» **WHAT NEEDS TO BE DONE**: Copy each line of the data below in which the word "BTreeMap" can be found.

Items from a dataset
————————

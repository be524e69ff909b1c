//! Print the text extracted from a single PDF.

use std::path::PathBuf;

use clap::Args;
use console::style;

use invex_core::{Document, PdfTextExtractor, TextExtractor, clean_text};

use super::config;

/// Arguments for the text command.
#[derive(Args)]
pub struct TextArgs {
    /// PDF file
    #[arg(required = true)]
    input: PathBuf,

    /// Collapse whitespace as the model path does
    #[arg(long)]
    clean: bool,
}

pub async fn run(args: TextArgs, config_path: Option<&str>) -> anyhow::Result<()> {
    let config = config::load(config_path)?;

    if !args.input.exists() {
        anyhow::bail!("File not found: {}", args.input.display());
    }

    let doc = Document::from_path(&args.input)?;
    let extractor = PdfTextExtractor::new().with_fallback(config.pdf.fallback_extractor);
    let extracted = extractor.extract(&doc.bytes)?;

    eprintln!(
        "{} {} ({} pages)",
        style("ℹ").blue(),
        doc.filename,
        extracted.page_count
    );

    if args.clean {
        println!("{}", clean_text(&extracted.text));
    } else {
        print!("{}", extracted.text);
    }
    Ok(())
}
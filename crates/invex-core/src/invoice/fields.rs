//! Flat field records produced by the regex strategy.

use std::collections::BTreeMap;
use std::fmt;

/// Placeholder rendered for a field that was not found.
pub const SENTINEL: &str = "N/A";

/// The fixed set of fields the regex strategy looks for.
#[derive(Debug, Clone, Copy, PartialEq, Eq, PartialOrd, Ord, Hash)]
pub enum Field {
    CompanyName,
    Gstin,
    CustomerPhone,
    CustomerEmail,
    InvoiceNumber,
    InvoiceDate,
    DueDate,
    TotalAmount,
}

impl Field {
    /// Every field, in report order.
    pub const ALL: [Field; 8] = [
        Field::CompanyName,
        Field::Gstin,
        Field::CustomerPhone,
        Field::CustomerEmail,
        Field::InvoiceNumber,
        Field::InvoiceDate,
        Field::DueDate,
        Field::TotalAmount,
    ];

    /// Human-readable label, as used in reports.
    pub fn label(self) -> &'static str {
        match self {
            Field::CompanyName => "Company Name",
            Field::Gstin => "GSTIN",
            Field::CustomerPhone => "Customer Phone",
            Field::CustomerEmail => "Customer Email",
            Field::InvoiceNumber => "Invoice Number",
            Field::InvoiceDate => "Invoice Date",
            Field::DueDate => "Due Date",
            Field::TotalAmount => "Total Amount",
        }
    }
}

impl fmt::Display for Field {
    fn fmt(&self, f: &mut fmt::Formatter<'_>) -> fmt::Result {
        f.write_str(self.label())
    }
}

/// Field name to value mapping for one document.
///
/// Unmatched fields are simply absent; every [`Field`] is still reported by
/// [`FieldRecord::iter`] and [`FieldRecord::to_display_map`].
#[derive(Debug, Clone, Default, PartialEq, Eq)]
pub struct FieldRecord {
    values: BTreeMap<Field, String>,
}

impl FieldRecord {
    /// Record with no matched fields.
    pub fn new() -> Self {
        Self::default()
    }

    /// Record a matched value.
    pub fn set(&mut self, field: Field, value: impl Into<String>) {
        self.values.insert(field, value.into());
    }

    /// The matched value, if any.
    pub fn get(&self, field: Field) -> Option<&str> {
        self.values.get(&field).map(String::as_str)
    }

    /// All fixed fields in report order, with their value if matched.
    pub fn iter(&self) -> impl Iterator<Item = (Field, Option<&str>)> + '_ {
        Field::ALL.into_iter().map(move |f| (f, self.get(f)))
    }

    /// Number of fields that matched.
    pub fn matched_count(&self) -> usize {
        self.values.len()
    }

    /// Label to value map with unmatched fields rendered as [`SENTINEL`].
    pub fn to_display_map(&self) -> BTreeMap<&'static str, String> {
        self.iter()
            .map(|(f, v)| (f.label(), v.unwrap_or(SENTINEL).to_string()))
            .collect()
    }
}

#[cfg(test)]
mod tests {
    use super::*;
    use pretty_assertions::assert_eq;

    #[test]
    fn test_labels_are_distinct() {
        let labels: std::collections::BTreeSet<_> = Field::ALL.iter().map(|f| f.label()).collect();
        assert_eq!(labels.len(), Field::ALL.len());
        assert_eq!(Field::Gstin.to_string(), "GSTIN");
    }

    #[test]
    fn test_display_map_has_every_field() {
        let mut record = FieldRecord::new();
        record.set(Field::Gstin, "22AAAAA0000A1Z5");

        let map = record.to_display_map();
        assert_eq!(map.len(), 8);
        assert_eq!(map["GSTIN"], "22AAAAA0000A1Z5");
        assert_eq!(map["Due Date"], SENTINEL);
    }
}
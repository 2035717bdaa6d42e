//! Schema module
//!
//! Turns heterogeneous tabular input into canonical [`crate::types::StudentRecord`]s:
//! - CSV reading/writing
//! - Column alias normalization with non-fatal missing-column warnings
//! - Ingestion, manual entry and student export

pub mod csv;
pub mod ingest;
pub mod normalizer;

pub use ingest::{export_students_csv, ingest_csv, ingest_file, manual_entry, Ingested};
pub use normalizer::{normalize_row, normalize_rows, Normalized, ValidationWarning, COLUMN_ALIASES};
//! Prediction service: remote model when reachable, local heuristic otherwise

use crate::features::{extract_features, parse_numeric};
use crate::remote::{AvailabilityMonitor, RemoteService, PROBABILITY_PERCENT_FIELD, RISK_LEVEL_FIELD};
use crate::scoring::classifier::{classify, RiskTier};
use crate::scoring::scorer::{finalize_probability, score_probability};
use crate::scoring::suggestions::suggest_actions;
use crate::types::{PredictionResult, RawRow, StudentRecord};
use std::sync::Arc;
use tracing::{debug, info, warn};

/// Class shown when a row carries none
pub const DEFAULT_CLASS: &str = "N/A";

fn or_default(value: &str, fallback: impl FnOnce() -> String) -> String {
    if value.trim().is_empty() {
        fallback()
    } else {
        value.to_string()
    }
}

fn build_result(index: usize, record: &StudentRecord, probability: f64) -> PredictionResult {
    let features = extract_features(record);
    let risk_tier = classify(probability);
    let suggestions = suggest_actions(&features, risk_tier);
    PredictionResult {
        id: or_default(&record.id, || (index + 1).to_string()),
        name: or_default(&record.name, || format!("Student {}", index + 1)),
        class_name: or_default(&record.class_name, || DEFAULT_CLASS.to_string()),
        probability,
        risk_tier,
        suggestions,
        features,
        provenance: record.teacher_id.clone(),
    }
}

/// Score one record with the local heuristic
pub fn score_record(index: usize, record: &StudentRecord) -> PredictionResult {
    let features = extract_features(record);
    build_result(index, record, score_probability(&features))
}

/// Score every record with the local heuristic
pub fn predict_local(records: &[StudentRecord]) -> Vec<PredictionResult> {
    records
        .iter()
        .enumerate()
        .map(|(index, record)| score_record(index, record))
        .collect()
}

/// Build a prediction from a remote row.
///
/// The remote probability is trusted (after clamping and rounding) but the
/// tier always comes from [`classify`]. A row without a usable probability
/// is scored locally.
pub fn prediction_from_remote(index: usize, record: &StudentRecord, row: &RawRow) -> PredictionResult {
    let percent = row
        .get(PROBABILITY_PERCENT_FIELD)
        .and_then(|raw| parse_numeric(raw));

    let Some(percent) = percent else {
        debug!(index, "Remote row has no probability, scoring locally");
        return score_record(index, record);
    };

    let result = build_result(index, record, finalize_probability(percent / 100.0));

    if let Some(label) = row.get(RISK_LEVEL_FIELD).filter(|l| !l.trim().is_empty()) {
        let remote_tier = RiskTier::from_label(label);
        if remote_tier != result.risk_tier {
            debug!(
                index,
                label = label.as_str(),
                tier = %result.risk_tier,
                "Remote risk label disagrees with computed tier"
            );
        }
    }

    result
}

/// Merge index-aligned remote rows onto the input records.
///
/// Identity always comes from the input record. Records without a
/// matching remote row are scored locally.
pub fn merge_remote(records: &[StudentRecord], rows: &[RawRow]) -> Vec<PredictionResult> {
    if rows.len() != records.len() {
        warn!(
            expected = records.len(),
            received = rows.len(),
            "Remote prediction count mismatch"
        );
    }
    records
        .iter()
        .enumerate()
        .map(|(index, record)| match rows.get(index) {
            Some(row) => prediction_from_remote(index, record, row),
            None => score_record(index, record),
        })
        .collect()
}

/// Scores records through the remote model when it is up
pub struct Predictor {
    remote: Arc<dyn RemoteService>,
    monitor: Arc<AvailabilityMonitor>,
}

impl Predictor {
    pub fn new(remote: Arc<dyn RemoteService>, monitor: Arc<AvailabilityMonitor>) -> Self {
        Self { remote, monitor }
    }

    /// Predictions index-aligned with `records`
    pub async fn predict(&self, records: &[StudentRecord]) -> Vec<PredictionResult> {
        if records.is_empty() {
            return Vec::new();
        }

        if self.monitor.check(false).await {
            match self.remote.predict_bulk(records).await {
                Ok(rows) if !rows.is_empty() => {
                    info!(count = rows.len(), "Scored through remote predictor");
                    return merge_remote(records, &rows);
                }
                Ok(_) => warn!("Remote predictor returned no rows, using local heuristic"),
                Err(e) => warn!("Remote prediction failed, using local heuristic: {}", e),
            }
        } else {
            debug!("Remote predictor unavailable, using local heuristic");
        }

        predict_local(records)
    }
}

————————

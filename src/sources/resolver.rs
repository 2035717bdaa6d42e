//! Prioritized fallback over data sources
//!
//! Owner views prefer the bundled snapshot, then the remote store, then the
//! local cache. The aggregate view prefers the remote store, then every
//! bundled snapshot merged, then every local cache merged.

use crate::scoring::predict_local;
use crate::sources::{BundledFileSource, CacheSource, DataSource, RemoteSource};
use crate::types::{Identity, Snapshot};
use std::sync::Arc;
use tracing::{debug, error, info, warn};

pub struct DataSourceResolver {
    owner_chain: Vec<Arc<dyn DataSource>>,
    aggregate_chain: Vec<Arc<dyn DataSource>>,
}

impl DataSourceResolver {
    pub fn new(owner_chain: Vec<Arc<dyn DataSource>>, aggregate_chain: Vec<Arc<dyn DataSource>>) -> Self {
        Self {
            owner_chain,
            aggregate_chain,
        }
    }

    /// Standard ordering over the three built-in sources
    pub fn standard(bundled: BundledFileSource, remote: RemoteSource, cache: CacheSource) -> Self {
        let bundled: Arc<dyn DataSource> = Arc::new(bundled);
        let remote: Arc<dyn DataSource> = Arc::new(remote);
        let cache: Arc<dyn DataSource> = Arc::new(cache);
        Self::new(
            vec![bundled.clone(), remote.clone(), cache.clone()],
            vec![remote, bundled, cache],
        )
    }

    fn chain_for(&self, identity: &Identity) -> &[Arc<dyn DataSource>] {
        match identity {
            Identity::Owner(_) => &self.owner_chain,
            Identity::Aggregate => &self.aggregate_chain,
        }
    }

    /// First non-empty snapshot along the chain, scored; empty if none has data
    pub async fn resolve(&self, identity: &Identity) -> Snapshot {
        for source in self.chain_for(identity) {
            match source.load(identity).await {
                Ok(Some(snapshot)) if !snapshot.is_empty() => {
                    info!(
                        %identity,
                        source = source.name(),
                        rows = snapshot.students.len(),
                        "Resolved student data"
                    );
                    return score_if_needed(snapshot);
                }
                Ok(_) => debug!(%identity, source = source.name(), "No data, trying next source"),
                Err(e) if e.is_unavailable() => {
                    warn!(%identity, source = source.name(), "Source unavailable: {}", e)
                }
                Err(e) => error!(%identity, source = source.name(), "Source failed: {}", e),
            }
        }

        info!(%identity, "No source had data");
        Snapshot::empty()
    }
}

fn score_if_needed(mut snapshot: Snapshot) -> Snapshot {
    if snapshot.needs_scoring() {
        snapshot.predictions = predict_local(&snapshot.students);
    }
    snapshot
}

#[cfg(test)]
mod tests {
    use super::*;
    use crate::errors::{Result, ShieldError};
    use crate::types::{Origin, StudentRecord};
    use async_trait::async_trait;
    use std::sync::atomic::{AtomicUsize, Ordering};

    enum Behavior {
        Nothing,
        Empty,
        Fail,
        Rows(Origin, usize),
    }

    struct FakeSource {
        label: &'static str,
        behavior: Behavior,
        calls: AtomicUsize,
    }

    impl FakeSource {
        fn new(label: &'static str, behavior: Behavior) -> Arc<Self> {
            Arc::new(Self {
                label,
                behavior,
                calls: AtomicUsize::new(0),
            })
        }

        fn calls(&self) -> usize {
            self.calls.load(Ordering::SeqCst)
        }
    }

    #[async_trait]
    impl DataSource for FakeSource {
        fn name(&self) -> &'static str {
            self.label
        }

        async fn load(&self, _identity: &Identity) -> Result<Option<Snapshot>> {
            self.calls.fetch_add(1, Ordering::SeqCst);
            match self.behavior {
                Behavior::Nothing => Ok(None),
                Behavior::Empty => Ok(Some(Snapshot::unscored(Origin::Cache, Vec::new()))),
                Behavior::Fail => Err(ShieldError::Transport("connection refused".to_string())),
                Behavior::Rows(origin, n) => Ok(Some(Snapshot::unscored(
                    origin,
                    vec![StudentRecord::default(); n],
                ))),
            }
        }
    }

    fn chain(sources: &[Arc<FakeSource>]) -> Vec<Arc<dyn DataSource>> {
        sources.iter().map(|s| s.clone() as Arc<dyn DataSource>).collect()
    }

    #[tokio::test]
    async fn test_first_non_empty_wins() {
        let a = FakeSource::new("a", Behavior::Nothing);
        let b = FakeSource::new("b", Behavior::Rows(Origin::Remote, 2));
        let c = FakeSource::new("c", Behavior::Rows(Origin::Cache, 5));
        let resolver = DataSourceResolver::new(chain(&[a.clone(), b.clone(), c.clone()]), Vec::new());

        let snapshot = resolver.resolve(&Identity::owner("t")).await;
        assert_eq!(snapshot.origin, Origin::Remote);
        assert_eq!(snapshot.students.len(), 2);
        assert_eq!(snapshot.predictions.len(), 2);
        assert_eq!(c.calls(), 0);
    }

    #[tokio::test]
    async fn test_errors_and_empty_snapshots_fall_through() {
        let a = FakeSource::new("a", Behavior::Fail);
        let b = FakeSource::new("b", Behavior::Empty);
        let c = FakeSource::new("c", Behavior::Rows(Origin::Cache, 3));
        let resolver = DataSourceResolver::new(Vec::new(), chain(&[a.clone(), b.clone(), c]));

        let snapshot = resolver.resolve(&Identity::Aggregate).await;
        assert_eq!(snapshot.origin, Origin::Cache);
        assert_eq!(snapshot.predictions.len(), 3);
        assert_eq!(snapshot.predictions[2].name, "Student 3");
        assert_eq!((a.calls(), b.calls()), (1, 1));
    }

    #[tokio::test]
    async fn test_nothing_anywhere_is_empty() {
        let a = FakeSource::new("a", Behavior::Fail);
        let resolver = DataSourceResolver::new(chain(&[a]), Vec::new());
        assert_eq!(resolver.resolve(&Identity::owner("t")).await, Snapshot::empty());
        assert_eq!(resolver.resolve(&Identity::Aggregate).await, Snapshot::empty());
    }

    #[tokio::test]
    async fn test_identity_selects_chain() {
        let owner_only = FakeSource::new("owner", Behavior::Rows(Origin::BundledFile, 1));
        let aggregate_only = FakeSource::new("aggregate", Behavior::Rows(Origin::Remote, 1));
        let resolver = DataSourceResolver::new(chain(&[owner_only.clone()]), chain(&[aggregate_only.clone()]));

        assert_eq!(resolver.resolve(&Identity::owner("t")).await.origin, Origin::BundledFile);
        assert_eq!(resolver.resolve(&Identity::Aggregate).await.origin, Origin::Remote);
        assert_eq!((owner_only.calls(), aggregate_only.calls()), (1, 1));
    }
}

————————

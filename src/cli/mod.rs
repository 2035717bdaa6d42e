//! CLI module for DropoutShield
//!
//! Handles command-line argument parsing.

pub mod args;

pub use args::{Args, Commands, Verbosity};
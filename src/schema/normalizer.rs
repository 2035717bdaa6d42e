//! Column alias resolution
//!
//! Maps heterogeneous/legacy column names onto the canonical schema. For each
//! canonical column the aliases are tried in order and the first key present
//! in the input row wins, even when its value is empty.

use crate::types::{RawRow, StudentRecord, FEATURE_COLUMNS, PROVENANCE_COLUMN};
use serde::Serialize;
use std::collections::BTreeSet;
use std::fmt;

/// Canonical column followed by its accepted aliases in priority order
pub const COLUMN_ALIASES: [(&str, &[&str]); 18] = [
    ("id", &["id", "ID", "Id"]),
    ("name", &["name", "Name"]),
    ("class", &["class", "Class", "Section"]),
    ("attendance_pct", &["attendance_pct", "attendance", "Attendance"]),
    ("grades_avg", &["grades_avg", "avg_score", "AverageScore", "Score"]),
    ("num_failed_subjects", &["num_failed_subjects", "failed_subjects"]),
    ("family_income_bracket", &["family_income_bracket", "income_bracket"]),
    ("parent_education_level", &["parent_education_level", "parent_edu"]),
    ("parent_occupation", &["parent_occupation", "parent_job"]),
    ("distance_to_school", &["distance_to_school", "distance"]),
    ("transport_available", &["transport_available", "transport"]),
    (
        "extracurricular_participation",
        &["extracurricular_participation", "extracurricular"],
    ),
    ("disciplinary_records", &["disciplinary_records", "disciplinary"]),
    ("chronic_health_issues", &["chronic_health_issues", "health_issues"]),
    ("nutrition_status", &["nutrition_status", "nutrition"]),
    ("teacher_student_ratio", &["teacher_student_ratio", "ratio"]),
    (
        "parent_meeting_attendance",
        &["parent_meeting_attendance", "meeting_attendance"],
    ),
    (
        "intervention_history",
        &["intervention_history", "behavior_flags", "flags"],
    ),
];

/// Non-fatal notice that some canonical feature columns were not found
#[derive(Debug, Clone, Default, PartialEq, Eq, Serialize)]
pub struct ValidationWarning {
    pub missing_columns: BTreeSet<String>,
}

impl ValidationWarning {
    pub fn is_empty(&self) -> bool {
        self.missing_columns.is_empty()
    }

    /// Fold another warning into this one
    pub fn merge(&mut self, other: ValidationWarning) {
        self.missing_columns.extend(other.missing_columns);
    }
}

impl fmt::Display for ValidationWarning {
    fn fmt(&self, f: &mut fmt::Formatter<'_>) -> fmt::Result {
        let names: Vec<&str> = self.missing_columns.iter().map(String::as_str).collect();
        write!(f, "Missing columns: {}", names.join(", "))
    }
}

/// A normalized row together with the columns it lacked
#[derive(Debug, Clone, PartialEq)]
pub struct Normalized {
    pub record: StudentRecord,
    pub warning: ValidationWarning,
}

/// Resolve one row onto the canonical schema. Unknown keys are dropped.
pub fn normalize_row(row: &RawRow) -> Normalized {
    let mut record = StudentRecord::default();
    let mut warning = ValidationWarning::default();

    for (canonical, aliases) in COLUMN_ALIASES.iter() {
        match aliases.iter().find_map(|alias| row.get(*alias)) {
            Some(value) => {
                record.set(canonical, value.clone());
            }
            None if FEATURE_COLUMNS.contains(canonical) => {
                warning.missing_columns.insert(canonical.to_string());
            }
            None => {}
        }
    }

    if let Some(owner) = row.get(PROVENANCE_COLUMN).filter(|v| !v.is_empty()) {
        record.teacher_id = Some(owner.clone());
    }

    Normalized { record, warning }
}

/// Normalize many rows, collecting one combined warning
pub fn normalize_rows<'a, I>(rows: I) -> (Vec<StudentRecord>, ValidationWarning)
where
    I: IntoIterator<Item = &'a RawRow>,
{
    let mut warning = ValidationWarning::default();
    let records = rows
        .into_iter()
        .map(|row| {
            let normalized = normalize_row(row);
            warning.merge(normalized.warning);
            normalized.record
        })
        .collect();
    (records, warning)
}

————————

» **EXERCISE RESULT**:
use std::collections::BTreeMap;
    values: BTreeMap<Field, String>,
    pub fn to_display_map(&self) -> BTreeMap<&'static str, String> {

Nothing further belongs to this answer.